The jwt.sign() technique takes a payload and the secret key characterized in config.js as parameters. It makes an exceptional series of characters speaking to the payload. For our situation, the payload is a protest containing just the id of the client. We should compose a bit of code to get the client id in view of the token we got once again from the enroll endpoint.

router.get('/me', function(req, res) {
 var token = req.headers['x-access-token'];
 if (!token) return res.status(401).send({ auth: false, message: 'No token provided.' });
 
 jwt.verify(token, config.secret, function(err, decoded) {
 if (err) return res.status(500).send({ auth: false, message: 'Failed to authenticate token.' });
 
 res.status(200).send(decoded);
 });
});

Here we’re expecting the token to be sent alongside the request in the headers. The default name for a token in the headers of a HTTP ask for is x-access-token. If there is no token gave the demand the server sends back an error. To be more exact, a 401 unapproved status with a reaction message of ‘No token gave’. If the token exists, the jwt.verify() strategy will be called. This technique unravels the token making it conceivable to see the first payload. We’ll deal with blunders if there are any and if there are not, send back the decoded an incentive as the response.
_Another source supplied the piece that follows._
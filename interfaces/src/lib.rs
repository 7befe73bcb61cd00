pub mod defs;

pub use defs::*;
At long last we have to add the course to the AuthController.js in our primary app.js document. To start with send out the switch from AuthController.js:

// add this to the bottom of AuthController.js
module.exports = router;

Where you exported the app, add areference to the controller in the main app.

// app.js
var AuthController = require('./auth/AuthController');
app.use('/api/auth', AuthController);
module.exports = app;

Wrapping Up!

As we are covering up how to secure a RESTful API, we are hoping to cover them up in near future. It’s fine to take a back step and rest for a while before trying again. Unified Infotech is a promising Website Development Company in NYC giving world-class solutions to every problem. Have fun and be innovative!

Author Image

Pratip Biswas

Founder, Unified Infotech

I am an Entrepreneur and a Tech Geek with more than 1500 successful projects launched. I share my experience through my love for writing and help other entrepreneurs reach their business goals.

testimonial
  • Apple Icon
It really transcends everything we’ve done to date. Everyone who’s seen the app has loved it.

Cecil Usher

CEO, Music Plug LLC

testimonial
  • Linkedin Icon
The team’s in-depth knowledge of user interaction and behavior resulted in an impressive UI/UX design.

Leonardo Rodriguez

Technical PM, Reliable Group

testimonial
  • Linkedin Icon
They’re available to help us around the clock.

Fabien Mahieu

Co-Founder/Director Flexiwork, UK

Note: We’ll keep your idea confidential with a signed NDA.